Relata-se neste trabalho o uso da sutura elástica como adjuvante no fechamento de ferida cirúrgica provocada por fasciotomia descompressiva após síndrome do compartimento associada a fratura exposta de tíbia. Muito usada em outras especialidades médico-cirúrgicas, a técnica não é habitual em ortopedia; entretanto, a simplicidade do procedimento e o resultado satisfatório observado neste caso permite reputá-la como indicada para situações similares à apresentada neste trabalho.

Palavras-chave:
Fáscia/cirurgia; Fraturas ósseas; Tíbia; Sutura/utilização

ABSTRACT

This article reports the use of elastic suture as an adjuvant in surgical wound closure caused by decompressive fasciotomy after compartment syndrome associated with a compound fracture of the tibia. Widely used in other medico-surgical specialties, this technique is unusual in orthopedics surgery, but the simplicity of the procedure and the successful outcome observed in this case allows for its consideration as indicated for situations similar to that presented in this study.

Keywords:
Fascia/surgery; Fractures, bone; Tibia; Sutures/utilization

Introdução

A sutura elástica de feridas permite fechamento progressivo da lesão, abrange todas as suas camadas, restaura a anatomia normal e restitui todas as funções de contenção e resistência dos planos cutâneos, sem gerar novos fatores de morbidade para o paciente. Foi usada pela primeira vez para aproximar os bordos de uma fasciotomia pós-síndrome compartimental em membro superior.11. Raskin KB. Acute vascular injuries of the upper extremity. Hand Clin. 1993;9(1):115-30.

O objetivo deste trabalho foi relatar o uso da sutura elástica no fechamento de ferida cirúrgica de fasciotomia pós-síndrome do compartimento em perna com fratura traumática em terço proximal da tíbia e fíbula associadas a lesão vascular.

Relato do caso

Paciente masculino, 30 anos, vítima de atropelamento por veículo de passeio, sofreu fratura exposta em tíbia e fíbula, foram feitas a lavagem mecanocirúrgica e a fixação externa transarticular entre o fêmur e a tíbia em um hospital público do Estado do Rio de Janeiro e foi transferido em seguida para nosso serviço.

Ao exame clínico-ortopédico, o paciente apresentava dor branda, edema ++ + +/4+, sutura na face anterior da perna, com perfusão capilar normal e pulso de difícil palpação no membro acometido.
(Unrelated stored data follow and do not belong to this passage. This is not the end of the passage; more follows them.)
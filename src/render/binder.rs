//! Parameter binding
//!
//! Merges caller-supplied values with declared defaults, coerces them to the
//! declared type and checks their constraints. The result is an immutable
//! [`Environment`] that evaluation only reads from.

use indexmap::IndexMap;
use regex::Regex;
use tracing::debug;

use crate::template::{ParameterSpec, ParameterType};
use crate::value::Value;

use super::config::RenderConfig;
use super::error::ParameterError;

/// Caller-supplied parameter values by name
pub type Parameters = IndexMap<String, Value>;

/// Resolved parameter values, including pseudo parameters
#[derive(Debug, Clone, Default, PartialEq)]
pub struct Environment {
    values: IndexMap<String, Value>,
}

impl Environment {
    pub fn get(&self, name: &str) -> Option<&Value> {
        self.values.get(name)
    }

    pub fn contains(&self, name: &str) -> bool {
        self.values.contains_key(name)
    }

    pub fn iter(&self) -> impl Iterator<Item = (&str, &Value)> {
        self.values.iter().map(|(k, v)| (k.as_str(), v))
    }

    pub fn len(&self) -> usize {
        self.values.len()
    }

    pub fn is_empty(&self) -> bool {
        self.values.is_empty()
    }
}

impl FromIterator<(String, Value)> for Environment {
    fn from_iter<I: IntoIterator<Item = (String, Value)>>(iter: I) -> Self {
        Self {
            values: iter.into_iter().collect(),
        }
    }
}

/// Bind declared parameters against supplied values
///
/// Supplied names that are not declared are ignored.
pub fn bind(
    declared: &IndexMap<String, ParameterSpec>,
    supplied: &Parameters,
) -> Result<Environment, ParameterError> {
    let mut values = IndexMap::with_capacity(declared.len());
    for (name, spec) in declared {
        let raw = match supplied.get(name) {
            Some(value) => value,
            None => spec
                .default
                .as_ref()
                .ok_or_else(|| ParameterError::missing(name))?,
        };
        let value = coerce(spec, raw)?;
        check_constraints(spec, &value)?;

        let shown = if spec.no_echo {
            "****".to_string()
        } else {
            value.to_string()
        };
        debug!(
            parameter = %name,
            value = %shown,
            defaulted = !supplied.contains_key(name),
            "bound parameter"
        );
        values.insert(name.clone(), value);
    }

    for name in supplied.keys().filter(|n| !declared.contains_key(*n)) {
        debug!(parameter = %name, "ignoring undeclared parameter");
    }

    Ok(Environment { values })
}

/// Bind declared parameters and add the pseudo parameters from `config`
pub fn bind_with_config(
    declared: &IndexMap<String, ParameterSpec>,
    supplied: &Parameters,
    config: &RenderConfig,
) -> Result<Environment, ParameterError> {
    let bound = bind(declared, supplied)?;
    let mut values: IndexMap<String, Value> = config
        .pseudo_parameters()
        .into_iter()
        .map(|(name, value)| (name.to_string(), value))
        .collect();
    values.extend(bound.values);
    Ok(Environment { values })
}

fn coerce(spec: &ParameterSpec, raw: &Value) -> Result<Value, ParameterError> {
    let invalid = |expected: &str, found: &Value| ParameterError::InvalidType {
        name: spec.name.clone(),
        expected: expected.to_string(),
        found: found.kind().to_string(),
    };

    if spec.param_type.is_list() {
        let items: Vec<Value> = match raw {
            Value::List(items) => items.clone(),
            Value::String(s) if s.is_empty() => Vec::new(),
            Value::String(s) => s.split(',').map(Value::from).collect(),
            scalar if scalar.is_scalar() => vec![scalar.clone()],
            other => return Err(invalid("a list or comma-delimited string", other)),
        };
        let items = items
            .iter()
            .map(|item| coerce_scalar(spec, item).ok_or_else(|| invalid(element_kind(&spec.param_type), item)))
            .collect::<Result<Vec<_>, _>>()?;
        Ok(Value::List(items))
    } else {
        coerce_scalar(spec, raw).ok_or_else(|| invalid(element_kind(&spec.param_type), raw))
    }
}

fn element_kind(param_type: &ParameterType) -> &'static str {
    if param_type.is_numeric() {
        "a number"
    } else {
        "a scalar"
    }
}

/// Coerce a single scalar to the parameter's element type
fn coerce_scalar(spec: &ParameterSpec, raw: &Value) -> Option<Value> {
    if spec.param_type.is_numeric() {
        match raw {
            Value::Number(n) => Some(Value::Number(n.clone())),
            Value::String(s) => {
                let s = s.trim();
                s.parse::<i64>()
                    .ok()
                    .map(Value::from)
                    .or_else(|| s.parse::<f64>().ok().and_then(Value::from_f64))
            }
            _ => None,
        }
    } else {
        raw.scalar_string().map(Value::String)
    }
}

fn check_constraints(spec: &ParameterSpec, value: &Value) -> Result<(), ParameterError> {
    let elements: Vec<&Value> = match value {
        Value::List(items) => items.iter().collect(),
        single => vec![single],
    };

    if let Some(allowed) = &spec.allowed_values {
        for element in &elements {
            if !allowed.iter().any(|a| a.loosely_equals(element)) {
                return Err(ParameterError::NotAllowed {
                    name: spec.name.clone(),
                    value: element.to_string(),
                    allowed: allowed.iter().map(Value::to_string).collect(),
                });
            }
        }
    }

    let constraints = &spec.constraints;
    let violated = |generic: String| ParameterError::ConstraintViolated {
        name: spec.name.clone(),
        message: constraints.description.clone().unwrap_or(generic),
    };

    let pattern = match &constraints.allowed_pattern {
        Some(pattern) => Some(Regex::new(&format!("^(?:{})$", pattern)).map_err(|e| {
            ParameterError::InvalidPattern {
                name: spec.name.clone(),
                pattern: pattern.clone(),
                message: e.to_string(),
            }
        })?),
        None => None,
    };

    for element in elements {
        let text = element.to_string();
        if let Some(re) = &pattern {
            if !re.is_match(&text) {
                return Err(violated(format!("'{}' does not match pattern {}", text, re.as_str())));
            }
        }
        if !spec.param_type.is_numeric() {
            let length = text.chars().count();
            if let Some(min) = constraints.min_length.filter(|min| length < *min) {
                return Err(violated(format!("length {} is below the minimum of {}", length, min)));
            }
            if let Some(max) = constraints.max_length.filter(|max| length > *max) {
                return Err(violated(format!("length {} exceeds the maximum of {}", length, max)));
            }
        }
        if let Some(number) = element.as_f64().filter(|_| spec.param_type.is_numeric()) {
            if let Some(min) = constraints.min_value.filter(|min| number < *min) {
                return Err(violated(format!("{} is below the minimum of {}", text, min)));
            }
            if let Some(max) = constraints.max_value.filter(|max| number > *max) {
                return Err(violated(format!("{} exceeds the maximum of {}", text, max)));
            }
        }
    }
    Ok(())
}

#[cfg(test)]
mod tests {
    use super::*;
    use crate::template::ParameterConstraints;

    fn declared(specs: Vec<ParameterSpec>) -> IndexMap<String, ParameterSpec> {
        specs.into_iter().map(|s| (s.name.clone(), s)).collect()
    }

    fn supplied(pairs: &[(&str, Value)]) -> Parameters {
        pairs.iter().map(|(k, v)| (k.to_string(), v.clone())).collect()
    }

    #[test]
    fn test_supplied_value_wins_over_default() {
        let params = declared(vec![
            ParameterSpec::new("Environment", ParameterType::String).with_default("dev")
        ]);
        let env = bind(&params, &supplied(&[("Environment", "prod".into())])).unwrap();
        assert_eq!(env.get("Environment"), Some(&Value::from("prod")));
    }

    #[test]
    fn test_default_fallback() {
        let params = declared(vec![
            ParameterSpec::new("InstanceType", ParameterType::String).with_default("t3.micro")
        ]);
        let env = bind(&params, &Parameters::new()).unwrap();
        assert_eq!(env.get("InstanceType"), Some(&Value::from("t3.micro")));
    }

    #[test]
    fn test_missing_required_parameter() {
        let params = declared(vec![ParameterSpec::new(
            "KeyName",
            ParameterType::Provider("AWS::EC2::KeyPair::KeyName".to_string()),
        )]);
        let err = bind(&params, &Parameters::new()).unwrap_err();
        assert_eq!(err, ParameterError::missing("KeyName"));
    }

    #[test]
    fn test_undeclared_supplied_values_are_ignored() {
        let env = bind(&IndexMap::new(), &supplied(&[("Extra", "x".into())])).unwrap();
        assert!(env.is_empty());
    }

    #[test]
    fn test_not_allowed_value() {
        let params = declared(vec![ParameterSpec::new("Environment", ParameterType::String)
            .with_allowed_values(vec!["dev".into(), "prod".into()])]);
        let err = bind(&params, &supplied(&[("Environment", "qa".into())])).unwrap_err();
        assert!(matches!(
            err,
            ParameterError::NotAllowed { ref name, ref value, .. } if name == "Environment" && value == "qa"
        ));
    }

    #[test]
    fn test_default_is_checked_against_allowed_values() {
        let params = declared(vec![ParameterSpec::new("Size", ParameterType::String)
            .with_default("huge")
            .with_allowed_values(vec!["small".into()])]);
        assert!(matches!(
            bind(&params, &Parameters::new()),
            Err(ParameterError::NotAllowed { .. })
        ));
    }

    #[test]
    fn test_number_coercion_from_string() {
        let params = declared(vec![ParameterSpec::new("Count", ParameterType::Number)]);
        let env = bind(&params, &supplied(&[("Count", "3".into())])).unwrap();
        assert_eq!(env.get("Count"), Some(&Value::from(3_i64)));

        let err = bind(&params, &supplied(&[("Count", "three".into())])).unwrap_err();
        assert!(matches!(err, ParameterError::InvalidType { .. }));
    }

    #[test]
    fn test_comma_delimited_list_splits() {
        let params = declared(vec![ParameterSpec::new(
            "Subnets",
            ParameterType::ProviderList("AWS::EC2::Subnet::Id".to_string()),
        )]);
        let env = bind(&params, &supplied(&[("Subnets", "subnet-a,subnet-b".into())])).unwrap();
        assert_eq!(
            env.get("Subnets"),
            Some(&Value::string_list(["subnet-a", "subnet-b"]))
        );
    }

    #[test]
    fn test_string_parameter_rejects_list() {
        let params = declared(vec![ParameterSpec::new("Name", ParameterType::String)]);
        let err = bind(&params, &supplied(&[("Name", Value::string_list(["a"]))])).unwrap_err();
        assert!(matches!(err, ParameterError::InvalidType { .. }));
    }

    #[test]
    fn test_allowed_pattern_and_lengths() {
        let mut spec = ParameterSpec::new("DBName", ParameterType::String);
        spec.constraints = ParameterConstraints {
            allowed_pattern: Some("[a-zA-Z][a-zA-Z0-9]*".to_string()),
            min_length: Some(2),
            max_length: Some(8),
            ..Default::default()
        };
        let params = declared(vec![spec]);

        assert!(bind(&params, &supplied(&[("DBName", "finance".into())])).is_ok());
        assert!(matches!(
            bind(&params, &supplied(&[("DBName", "1finance".into())])),
            Err(ParameterError::ConstraintViolated { .. })
        ));
        assert!(matches!(
            bind(&params, &supplied(&[("DBName", "financedb1".into())])),
            Err(ParameterError::ConstraintViolated { .. })
        ));
    }

    #[test]
    fn test_value_range_uses_constraint_description() {
        let mut spec = ParameterSpec::new("Port", ParameterType::Number);
        spec.constraints = ParameterConstraints {
            min_value: Some(1024.0),
            max_value: Some(65535.0),
            description: Some("must be an unprivileged port".to_string()),
            ..Default::default()
        };
        let params = declared(vec![spec]);
        let err = bind(&params, &supplied(&[("Port", Value::from(80_i64))])).unwrap_err();
        assert_eq!(err.to_string(), "parameter 'Port': must be an unprivileged port");
    }

    #[test]
    fn test_invalid_pattern() {
        let mut spec = ParameterSpec::new("Name", ParameterType::String);
        spec.constraints.allowed_pattern = Some("[unclosed".to_string());
        let err = bind(&declared(vec![spec]), &supplied(&[("Name", "x".into())])).unwrap_err();
        assert!(matches!(err, ParameterError::InvalidPattern { .. }));
    }

    #[test]
    fn test_bind_with_config_adds_pseudo_parameters() {
        let config = RenderConfig::new().with_region("eu-central-1");
        let env = bind_with_config(&IndexMap::new(), &Parameters::new(), &config).unwrap();
        assert_eq!(env.get("AWS::Region"), Some(&Value::from("eu-central-1")));
        assert_eq!(env.get("AWS::NotificationARNs"), Some(&Value::List(vec![])));
    }
}
//! Intrinsic expression tree
//!
//! Every value inside a template that can contain intrinsic functions is
//! lifted into an [`Expression`] at load time. The set of intrinsics is closed
//! so the evaluator can match on it exhaustively.

use indexmap::IndexMap;

use crate::value::Value;

/// Boolean condition functions
#[derive(Debug, Clone, Copy, PartialEq, Eq)]
pub enum ConditionKind {
    And,
    Or,
    Not,
    Equals,
}

impl ConditionKind {
    pub fn function_name(&self) -> &'static str {
        match self {
            ConditionKind::And => "Fn::And",
            ConditionKind::Or => "Fn::Or",
            ConditionKind::Not => "Fn::Not",
            ConditionKind::Equals => "Fn::Equals",
        }
    }
}

/// A segment of a `Fn::Sub` template string
#[derive(Debug, Clone, PartialEq)]
pub enum SubPart {
    Text(String),
    /// Body of a `${...}` placeholder
    Placeholder(String),
}

/// An unevaluated template expression
#[derive(Debug, Clone, PartialEq)]
pub enum Expression {
    /// Scalar or null literal
    Literal(Value),
    List(Vec<Expression>),
    Map(IndexMap<String, Expression>),
    /// `Ref` to a declared or pseudo parameter
    ParameterRef(String),
    /// `Ref` to anything else; validated against declared resources at evaluation
    ResourceRef(String),
    /// `Fn::GetAtt`
    ResourceAttribute { resource: String, attribute: String },
    /// `AWS::NoValue`: removes the enclosing entry
    NoValue,
    /// `{Condition: name}` inside condition functions
    ConditionRef(String),
    Condition {
        kind: ConditionKind,
        args: Vec<Expression>,
    },
    If {
        condition: String,
        when_true: Box<Expression>,
        when_false: Box<Expression>,
    },
    Join {
        delimiter: String,
        parts: Box<Expression>,
    },
    Select {
        index: Box<Expression>,
        list: Box<Expression>,
    },
    Split {
        delimiter: String,
        source: Box<Expression>,
    },
    FindInMap {
        map: Box<Expression>,
        top_key: Box<Expression>,
        second_key: Box<Expression>,
    },
    Sub {
        parts: Vec<SubPart>,
        variables: IndexMap<String, Expression>,
    },
    GetAzs(Box<Expression>),
    Base64(Box<Expression>),
    ImportValue(Box<Expression>),
    /// Recognized as an intrinsic but not implemented by this engine
    Unsupported { function: String },
}

impl Expression {
    pub fn literal(value: impl Into<Value>) -> Self {
        Expression::Literal(value.into())
    }

    /// Logical names of resources this expression refers to, including
    /// references embedded in `Fn::Sub` strings.
    ///
    /// Sub placeholders shadowed by a Sub variable or matching a parameter in
    /// `is_parameter` are not resource references.
    pub fn referenced_resources(&self, is_parameter: &dyn Fn(&str) -> bool) -> Vec<String> {
        let mut out = Vec::new();
        self.collect_resources(is_parameter, &mut out);
        out
    }

    fn collect_resources(&self, is_parameter: &dyn Fn(&str) -> bool, out: &mut Vec<String>) {
        match self {
            Expression::ResourceRef(name) => push_unique(out, name),
            Expression::ResourceAttribute { resource, .. } => push_unique(out, resource),
            Expression::Sub { parts, variables } => {
                for part in parts {
                    if let SubPart::Placeholder(body) = part {
                        if variables.contains_key(body.as_str()) {
                            continue;
                        }
                        match body.split_once('.') {
                            Some((resource, _)) => push_unique(out, resource),
                            None if !is_parameter(body) => push_unique(out, body),
                            None => {}
                        }
                    }
                }
                for var in variables.values() {
                    var.collect_resources(is_parameter, out);
                }
            }
            Expression::List(items) => {
                for item in items {
                    item.collect_resources(is_parameter, out);
                }
            }
            Expression::Map(map) => {
                for item in map.values() {
                    item.collect_resources(is_parameter, out);
                }
            }
            Expression::Condition { args, .. } => {
                for arg in args {
                    arg.collect_resources(is_parameter, out);
                }
            }
            Expression::If {
                when_true,
                when_false,
                ..
            } => {
                when_true.collect_resources(is_parameter, out);
                when_false.collect_resources(is_parameter, out);
            }
            Expression::Join { parts: inner, .. }
            | Expression::Split { source: inner, .. }
            | Expression::GetAzs(inner)
            | Expression::Base64(inner)
            | Expression::ImportValue(inner) => inner.collect_resources(is_parameter, out),
            Expression::Select { index, list } => {
                index.collect_resources(is_parameter, out);
                list.collect_resources(is_parameter, out);
            }
            Expression::FindInMap {
                map,
                top_key,
                second_key,
            } => {
                map.collect_resources(is_parameter, out);
                top_key.collect_resources(is_parameter, out);
                second_key.collect_resources(is_parameter, out);
            }
            Expression::Literal(_)
            | Expression::ParameterRef(_)
            | Expression::NoValue
            | Expression::ConditionRef(_)
            | Expression::Unsupported { .. } => {}
        }
    }
}

fn push_unique(out: &mut Vec<String>, name: &str) {
    if !out.iter().any(|n| n == name) {
        out.push(name.to_string());
    }
}

/// Split a `Fn::Sub` string into literal text and placeholders
///
/// `${!Literal}` escapes to the text `${Literal}`. Returns None on an
/// unclosed placeholder.
pub fn parse_sub_string(input: &str) -> Option<Vec<SubPart>> {
    let mut parts = Vec::new();
    let mut text = String::new();
    let mut rest = input;

    while let Some(start) = rest.find("${") {
        text.push_str(&rest[..start]);
        let after = &rest[start + 2..];
        let end = after.find('}')?;
        let body = &after[..end];
        if let Some(escaped) = body.strip_prefix('!') {
            text.push_str("${");
            text.push_str(escaped);
            text.push('}');
        } else {
            if !text.is_empty() {
                parts.push(SubPart::Text(std::mem::take(&mut text)));
            }
            parts.push(SubPart::Placeholder(body.trim().to_string()));
        }
        rest = &after[end + 1..];
    }
    text.push_str(rest);
    if !text.is_empty() {
        parts.push(SubPart::Text(text));
    }
    Some(parts)
}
Foram feitas radiografias para rotina de trauma e do membro inferior, bem como tomografia do membro lesionado. Os exames de imagem evidenciaram lesões apenas na perna, com fratura multifragmentar do terço proximal da tíbia e fíbula alinhadas, estabilizadas e mantidas por fixador externo transarticular (fig. 1). Os exames laboratoriais demonstraram alterações em relação aos parâmetros de normalidade para os seguintes itens: neutrófilos, 9128; PCR 34,4 e CK 3940.

Figura 1 -
a,radiografia simples em perfil; b, radiografia simples em anteroposterior; c, tomografia em perfil; d, tomografia em anteroposterior.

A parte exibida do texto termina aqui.